- Nationality: Netherlands
- Born: August 9, 1988 (age 37)
- Current team: Etienne Bax & Kaspars Stupelis
- Bike number: 82
- Website: Team Bax official website
Motorcycle racing career statistics
Sidecarcross World Championship
| Active years | 2007 - Present |
| Manufacturers | Zabel-VMC (2007–2009) Zabel-EML (2010) Zabel-VMC (2011) Zabel-WSP (2012) Zabel-VMC (2013) Zabel-WSP (2014–2015)Yamaha-WSP (2016)Zabel-WSP (2016–2019) |
| Championships | (2) 2015, 2017 |
| 2015 championship position | 1st |
| Starts | Wins | Podiums | Poles | F. laps | Points |
| 177 | 53 | 101 |  |  | 3,432 |

= Etienne Bax =

Dutch sidecarcross rider

Etienne Bax (born 9 August 1988) is a Dutch sidecarcross rider and the 2015, 2017, 2019 and 2021 World Champion. He also became a three-time runner-up, having come second overall in 2012, 2013 and 2014.

Bax has also won the Dutch national championship on five occasions, in 2010, 2011, 2012, 2014 and 2015.

==Racing career==
===Dutch National Championship===
Racing from an early age Bax first took part in the Dutch amateur championship which he won in 2004. From 2007 he entered the Dutch national championship, coming fourth in its first season there. Bax repeated this result in 2008 and 2009 before taking out three consecutive national titles from 2010 to 2012, the first two with Ben van den Bogaart as his passenger, the third with Kaspars Stupelis. After another fourth place in 2013 Bax won his fourth national title in 2014, again with Stupelis as his passenger and repeated this result in 2015.

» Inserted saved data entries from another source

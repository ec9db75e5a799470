//! Tip panel state
//!
//! One `tip_panel` slice holding the creator being tipped, the user's
//! rewards wallet and the global tipping parameters. Nothing is persisted:
//! the backend pushes the full picture every time the panel opens.

use std::collections::BTreeMap;

use serde::{Deserialize, Serialize};
use surface_dispatch::bitflags::bitflags;
use surface_dispatch::{OperationError, Slice, StateTree};

/// Custodial wallet providers a user or creator can be connected to.
#[derive(Debug, Clone, Copy, PartialEq, Eq, Serialize, Deserialize)]
#[serde(rename_all = "lowercase")]
pub enum ExternalWalletProvider {
    Bitflyer,
    Gemini,
    Uphold,
    Zebpay,
    Solana,
}

impl ExternalWalletProvider {
    pub fn display_name(self) -> &'static str {
        match self {
            Self::Bitflyer => "bitFlyer",
            Self::Gemini => "Gemini",
            Self::Uphold => "Uphold",
            Self::Zebpay => "ZebPay",
            Self::Solana => "Solana",
        }
    }
}

#[derive(Debug, Clone, Default, PartialEq, Serialize, Deserialize)]
#[serde(rename_all = "camelCase")]
pub struct CreatorBanner {
    pub title: String,
    pub description: String,
    pub logo: String,
    pub background: String,
    pub links: BTreeMap<String, String>,
    /// Tip amounts suggested by the creator. Empty means use the defaults.
    pub amounts: Vec<f64>,
}

#[derive(Debug, Clone, PartialEq, Serialize, Deserialize)]
#[serde(rename_all = "camelCase")]
pub struct CreatorWallet {
    pub provider: ExternalWalletProvider,
    pub address: String,
}

#[derive(Debug, Clone, Default, PartialEq, Serialize, Deserialize)]
#[serde(rename_all = "camelCase")]
pub struct RewardsUser {
    pub balance: f64,
    pub wallet_provider: Option<ExternalWalletProvider>,
    pub wallet_authorized: bool,
}

#[derive(Debug, Clone, PartialEq, Serialize, Deserialize)]
#[serde(rename_all = "camelCase")]
pub struct GlobalState {
    pub exchange_rate: f64,
    pub exchange_currency: String,
    pub default_amounts: Vec<f64>,
}

impl Default for GlobalState {
    fn default() -> Self {
        Self {
            exchange_rate: 1.0,
            exchange_currency: "USD".to_string(),
            default_amounts: vec![1.0, 5.0, 10.0],
        }
    }
}

/// What the tip form can show for the current state.
#[derive(Debug, Clone, Copy, PartialEq, Eq)]
pub enum TipFormStatus {
    /// The user has no rewards wallet connected.
    ConnectAccount,
    /// The creator has no wallet to receive tips.
    CreatorNotSetUp,
    WalletNotAuthorized,
    /// The creator only accepts tips through another provider.
    ProviderMismatch {
        user: ExternalWalletProvider,
        creator: ExternalWalletProvider,
    },
    Ready,
}

#[derive(Slice, Clone, Debug, PartialEq)]
#[slice(name = "tip_panel")]
pub struct TipPanelState {
    /// Set until the creator's banner and wallets arrive.
    pub loading: bool,
    pub creator_banner: CreatorBanner,
    pub creator_wallets: Vec<CreatorWallet>,
    pub rewards_user: RewardsUser,
    pub global_state: GlobalState,
    pub monthly_contribution_set: bool,
    /// The native side has been asked to show the panel.
    pub ui_requested: bool,
    pub last_action_error: Option<OperationError>,
}

impl Default for TipPanelState {
    fn default() -> Self {
        Self {
            loading: true,
            creator_banner: CreatorBanner::default(),
            creator_wallets: Vec::new(),
            rewards_user: RewardsUser::default(),
            global_state: GlobalState::default(),
            monthly_contribution_set: false,
            ui_requested: false,
            last_action_error: None,
        }
    }
}

impl TipPanelState {
    /// Amount choices: the creator's own when set, else the global defaults.
    pub fn amount_options(&self) -> &[f64] {
        if self.creator_banner.amounts.is_empty() {
            &self.global_state.default_amounts
        } else {
            &self.creator_banner.amounts
        }
    }

    /// Checks run in order; the first that fails decides what the form shows.
    pub fn form_status(&self) -> TipFormStatus {
        let Some(user_provider) = self.rewards_user.wallet_provider else {
            return TipFormStatus::ConnectAccount;
        };
        let Some(first) = self.creator_wallets.first() else {
            return TipFormStatus::CreatorNotSetUp;
        };
        if !self.rewards_user.wallet_authorized {
            return TipFormStatus::WalletNotAuthorized;
        }
        if !self.creator_wallets.iter().any(|w| w.provider == user_provider) {
            return TipFormStatus::ProviderMismatch {
                user: user_provider,
                creator: first.provider,
            };
        }
        TipFormStatus::Ready
    }

    /// Balance converted into the exchange currency.
    pub fn balance_in_currency(&self) -> f64 {
        self.rewards_user.balance * self.global_state.exchange_rate
    }
}

bitflags! {
    #[derive(Debug, Clone, Copy, PartialEq, Eq, Default)]
    pub struct TipPanelSlices: u8 {
        const TIP_PANEL = 1 << 0;
    }
}

#[derive(StateTree, Clone, Debug, Default, PartialEq)]
#[tree(changes = "TipPanelSlices")]
pub struct TipPanelTree {
    #[tree(flag = "TIP_PANEL")]
    pub tip_panel: TipPanelState,
}

#[cfg(test)]
mod tests {
    use super::*;

    fn wallet(provider: ExternalWalletProvider) -> CreatorWallet {
        CreatorWallet {
            provider,
            address: "creator".into(),
        }
    }

    #[test]
    fn test_defaults() {
        let state = TipPanelState::default();
        assert!(state.loading);
        assert!(!state.monthly_contribution_set);
        assert_eq!(state.global_state.exchange_currency, "USD");
        assert_eq!(state.global_state.exchange_rate, 1.0);
        assert_eq!(state.amount_options(), &[1.0, 5.0, 10.0]);
        assert_eq!(state.rewards_user.wallet_provider, None);
    }

    #[test]
    fn test_creator_amounts_take_precedence() {
        let mut state = TipPanelState::default();
        state.creator_banner.amounts = vec![2.0, 20.0];
        assert_eq!(state.amount_options(), &[2.0, 20.0]);
    }

    #[test]
    fn test_form_status_order() {
        let mut state = TipPanelState::default();
        assert_eq!(state.form_status(), TipFormStatus::ConnectAccount);

        state.rewards_user.wallet_provider = Some(ExternalWalletProvider::Uphold);
        assert_eq!(state.form_status(), TipFormStatus::CreatorNotSetUp);

        state.creator_wallets = vec![wallet(ExternalWalletProvider::Gemini)];
        assert_eq!(state.form_status(), TipFormStatus::WalletNotAuthorized);

        state.rewards_user.wallet_authorized = true;
        assert_eq!(
            state.form_status(),
            TipFormStatus::ProviderMismatch {
                user: ExternalWalletProvider::Uphold,
                creator: ExternalWalletProvider::Gemini,
            }
        );

        state.creator_wallets.push(wallet(ExternalWalletProvider::Uphold));
        assert_eq!(state.form_status(), TipFormStatus::Ready);
    }

    #[test]
    fn test_balance_in_currency() {
        let mut state = TipPanelState::default();
        state.rewards_user.balance = 4.0;
        state.global_state.exchange_rate = 0.25;
        assert_eq!(state.balance_in_currency(), 1.0);
    }

    #[test]
    fn test_nothing_is_persisted() {
        use surface_dispatch::Persist;
        assert!(TipPanelState::ALLOW_LIST.is_empty());
    }

    #[test]
    fn test_wire_names() {
        let user = RewardsUser {
            balance: 1.5,
            wallet_provider: Some(ExternalWalletProvider::Bitflyer),
            wallet_authorized: true,
        };
        let value = serde_json::to_value(&user).unwrap();
        assert_eq!(value["walletProvider"], "bitflyer");
        assert_eq!(value["walletAuthorized"], true);
    }
}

===Sidecarcross World Championship===
Etienne Bax made his debut in the World Championship in 2007 with passenger Marc van Deutekom at his side, coming twenty-first overall with a twelfth place in Plomion as their best race result. The pair was more successful in 2008, finishing tenth in the WC and achieving a podium finish when they came third in the second race of the German Grand Prix in Strassbessenbach. Bax raced for a third season with van Deutekom in 2009, now finishing eighth in the WC.

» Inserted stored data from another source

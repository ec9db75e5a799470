//! Wallet page surface
//!
//! The full-tab wallet: onboarding, backup, portfolio and NFT details.

use surface_dispatch::{DispatchResult, RemoteProxy, Storage, SurfaceConfig, SurfaceError};

use crate::action::WalletAction;
use crate::backend::WalletFactory;
use crate::effect::WalletEffect;
use crate::reducer::{clear_error_of, reduce_wallet, set};
use crate::state::{PageSlices, PageTree};
use crate::surface::{build, WalletRuntime};

/// Operations whose failures belong to the page rather than the wallet.
pub const PAGE_OPERATIONS: &[&str] = &["get_recovery_phrase", "notify_backup_complete"];

pub type PageRuntime = WalletRuntime<PageTree>;

fn initial_actions() -> Vec<WalletAction> {
    vec![
        WalletAction::AccountsFetch,
        WalletAction::TransactionsFetch,
        WalletAction::BalanceRefresh,
    ]
}

fn is_requested(requested: &Option<(String, String)>, contract_address: &str, token_id: &str) -> bool {
    requested
        .as_ref()
        .is_some_and(|(contract, token)| contract == contract_address && token == token_id)
}

pub fn reduce_page(state: &mut PageTree, action: WalletAction) -> DispatchResult<PageSlices, WalletEffect> {
    let page = &mut state.page;
    let touched = |changed: bool| {
        if changed {
            DispatchResult::changed(PageSlices::PAGE)
        } else {
            DispatchResult::unchanged()
        }
    };

    match action {
        WalletAction::AgreeToTerms => touched(set(&mut page.wallet_terms_acknowledged, true)),
        WalletAction::SetRestoring(restoring) => touched(set(&mut page.show_is_restoring, restoring)),
        WalletAction::SetSelectedTimeline(timeline) => {
            touched(set(&mut page.selected_timeline, timeline))
        }
        WalletAction::SetAutoPin(enabled) => touched(set(&mut page.is_auto_pin_enabled, enabled)),

        WalletAction::AcknowledgeBackup => DispatchResult::effect(WalletEffect::NotifyBackupComplete),

        WalletAction::RevealRecoveryPhrase { password } => {
            DispatchResult::effect(WalletEffect::FetchRecoveryPhrase { password })
        }
        WalletAction::RecoveryPhraseDidLoad(phrase) => {
            let cleared = clear_error_of(&mut page.last_action_error, "get_recovery_phrase");
            let revealed = set(&mut page.recovery_phrase, Some(phrase));
            touched(cleared || revealed)
        }
        WalletAction::HideRecoveryPhrase => touched(set(&mut page.recovery_phrase, None)),

        WalletAction::NftMetadataFetch {
            contract_address,
            token_id,
        } => {
            let fetching = set(&mut page.is_fetching_nft_metadata, true);
            let cleared = set(&mut page.nft_metadata_error, None);
            let requested = set(
                &mut page.requested_nft,
                Some((contract_address.clone(), token_id.clone())),
            );
            touched(fetching || cleared || requested).with(WalletEffect::FetchNftMetadata {
                contract_address,
                token_id,
            })
        }

        // Answers a request the page has since moved on from
        WalletAction::NftMetadataDidLoad {
            ref contract_address,
            ref token_id,
            ..
        }
        | WalletAction::NftMetadataDidFail {
            ref contract_address,
            ref token_id,
            ..
        } if !is_requested(&page.requested_nft, contract_address, token_id) => {
            tracing::debug!(%contract_address, %token_id, "Dropping stale NFT metadata result");
            DispatchResult::unchanged()
        }

        WalletAction::NftMetadataDidLoad { metadata, .. } => {
            let fetching = set(&mut page.is_fetching_nft_metadata, false);
            let cleared = set(&mut page.nft_metadata_error, None);
            let loaded = set(&mut page.nft_metadata, Some(metadata));
            touched(fetching || cleared || loaded)
        }
        WalletAction::NftMetadataDidFail { error, .. } => {
            let fetching = set(&mut page.is_fetching_nft_metadata, false);
            let recorded = set(&mut page.nft_metadata_error, Some(error.message));
            touched(fetching || recorded)
        }
        WalletAction::ToggleNftModal(show) => touched(set(&mut page.show_nft_modal, show)),

        WalletAction::WalletBackedUp => {
            // The phrase is no longer needed once backed up
            let hidden = set(&mut page.recovery_phrase, None);
            let setup = set(&mut page.setup_still_in_progress, false);
            let result = reduce_wallet(state, WalletAction::WalletBackedUp);
            if hidden || setup {
                result.mark_changed(PageSlices::PAGE)
            } else {
                result
            }
        }

        WalletAction::AccountsDidLoad(accounts) if accounts.is_empty() => {
            let setup = set(&mut page.setup_still_in_progress, true);
            let result = reduce_wallet(state, WalletAction::AccountsDidLoad(accounts));
            if setup {
                result.mark_changed(PageSlices::PAGE)
            } else {
                result
            }
        }

        WalletAction::OperationDidFail(error) if PAGE_OPERATIONS.contains(&error.operation.as_str()) => {
            touched(set(&mut page.last_action_error, Some(error)))
        }

        WalletAction::OperationDidComplete { operation } if PAGE_OPERATIONS.contains(&operation) => {
            let matches = page
                .last_action_error
                .as_ref()
                .is_some_and(|error| error.operation == operation);
            touched(matches && set(&mut page.last_action_error, None))
        }

        other => reduce_wallet(state, other),
    }
}

/// Build and mount the page surface.
///
/// Requires a tokio runtime: mounting issues the initial remote calls.
pub fn mount_page<F: WalletFactory>(
    config: &SurfaceConfig,
    proxy: &mut RemoteProxy<F>,
    storage: impl Storage + 'static,
) -> Result<PageRuntime, SurfaceError> {
    let mut runtime = build(config, proxy, storage, reduce_page);
    runtime.mount(initial_actions())?;
    Ok(runtime)
}

#[cfg(test)]
mod tests {
    use super::*;
    use crate::types::{NftMetadata, RecoveryPhrase, Timeline};
    use surface_dispatch::{OperationError, RemoteError};

    #[test]
    fn test_local_page_settings() {
        let mut state = PageTree::default();
        assert_eq!(
            reduce_page(&mut state, WalletAction::SetSelectedTimeline(Timeline::OneWeek)).changed,
            PageSlices::PAGE
        );
        assert!(!reduce_page(&mut state, WalletAction::SetSelectedTimeline(Timeline::OneWeek)).is_changed());
        reduce_page(&mut state, WalletAction::AgreeToTerms);
        assert!(state.page.wallet_terms_acknowledged);
    }

    #[test]
    fn test_nft_metadata_flow() {
        let mut state = PageTree::default();
        let result = reduce_page(
            &mut state,
            WalletAction::NftMetadataFetch {
                contract_address: "0xnft".into(),
                token_id: "1".into(),
            },
        );
        assert!(state.page.is_fetching_nft_metadata);
        assert_eq!(result.effects.len(), 1);

        let error = OperationError::remote("get_nft_metadata", &RemoteError::failed(404, "not found"));
        reduce_page(
            &mut state,
            WalletAction::NftMetadataDidFail {
                contract_address: "0xnft".into(),
                token_id: "1".into(),
                error,
            },
        );
        assert!(!state.page.is_fetching_nft_metadata);
        assert_eq!(
            state.page.nft_metadata_error.as_deref(),
            Some("request failed (404): not found")
        );

        let metadata = NftMetadata {
            name: "Punk".into(),
            ..Default::default()
        };
        reduce_page(
            &mut state,
            WalletAction::NftMetadataDidLoad {
                contract_address: "0xnft".into(),
                token_id: "1".into(),
                metadata: metadata.clone(),
            },
        );
        assert_eq!(state.page.nft_metadata, Some(metadata));
        assert_eq!(state.page.nft_metadata_error, None);
    }

    #[test]
    fn test_superseded_nft_result_is_dropped() {
        let mut state = PageTree::default();
        let fetch = |token_id: &str| WalletAction::NftMetadataFetch {
            contract_address: "0xnft".into(),
            token_id: token_id.into(),
        };
        reduce_page(&mut state, fetch("1"));
        reduce_page(&mut state, fetch("2"));

        let current = NftMetadata {
            token_id: "2".into(),
            ..Default::default()
        };
        reduce_page(
            &mut state,
            WalletAction::NftMetadataDidLoad {
                contract_address: "0xnft".into(),
                token_id: "2".into(),
                metadata: current.clone(),
            },
        );

        let late = reduce_page(
            &mut state,
            WalletAction::NftMetadataDidLoad {
                contract_address: "0xnft".into(),
                token_id: "1".into(),
                metadata: NftMetadata {
                    token_id: "1".into(),
                    ..Default::default()
                },
            },
        );
        assert!(!late.is_changed());
        assert_eq!(state.page.nft_metadata, Some(current));

        let error = OperationError::remote("get_nft_metadata", &RemoteError::failed(500, "late"));
        let late = reduce_page(
            &mut state,
            WalletAction::NftMetadataDidFail {
                contract_address: "0xnft".into(),
                token_id: "1".into(),
                error,
            },
        );
        assert!(!late.is_changed());
        assert_eq!(state.page.nft_metadata_error, None);
    }

    #[test]
    fn test_revealed_phrase_clears_password_error() {
        let mut state = PageTree::default();
        let error = OperationError::remote("get_recovery_phrase", &RemoteError::failed(1, "incorrect password"));
        reduce_page(&mut state, WalletAction::OperationDidFail(error));
        assert!(state.page.last_action_error.is_some());

        reduce_page(
            &mut state,
            WalletAction::RecoveryPhraseDidLoad(RecoveryPhrase::new("a b c")),
        );
        assert_eq!(state.page.last_action_error, None);
        assert!(state.page.recovery_phrase.is_some());
    }

    #[test]
    fn test_backup_hides_recovery_phrase() {
        let mut state = PageTree::default();
        reduce_page(
            &mut state,
            WalletAction::RecoveryPhraseDidLoad(RecoveryPhrase::new("a b c")),
        );
        assert!(state.page.recovery_phrase.is_some());

        let result = reduce_page(&mut state, WalletAction::WalletBackedUp);
        assert_eq!(result.changed, PageSlices::PAGE | PageSlices::WALLET);
        assert!(state.page.recovery_phrase.is_none());
        assert!(state.wallet.is_wallet_backed_up);
    }
}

In 2010 and 2011 Bax raced with Ben van den Bogaart as his passenger with the new combination finishing fourth in the WC and taking out two race wins and winning the final two Grand Prix of the season in Rudersberg, Germany. In 2011 Bax and van den Bogaart came fifth in the WC, achieved three race and one Grand Prix win.

From 2012 onwards Bax raced with Latvian passenger Kaspars Stupelis, a former double World Champion in the sport. In their first season together the pair came second in the WC, finishing only five points behind eventual winner Daniël Willemsen. The team took out nine race wins and won five Grand Prix that season. Bax and Stupelis came second once more in 2013, now to Belgian driver Ben Adriaenssen who raced with Ben van den Bogaart but despite fifteen race and six Grand Prix wins Bax finished almost 100 points behind the World Champions. Bax had suffered an internal injury just before the start of the season and required surgery, missing the opening Grand Prix of the season in the process.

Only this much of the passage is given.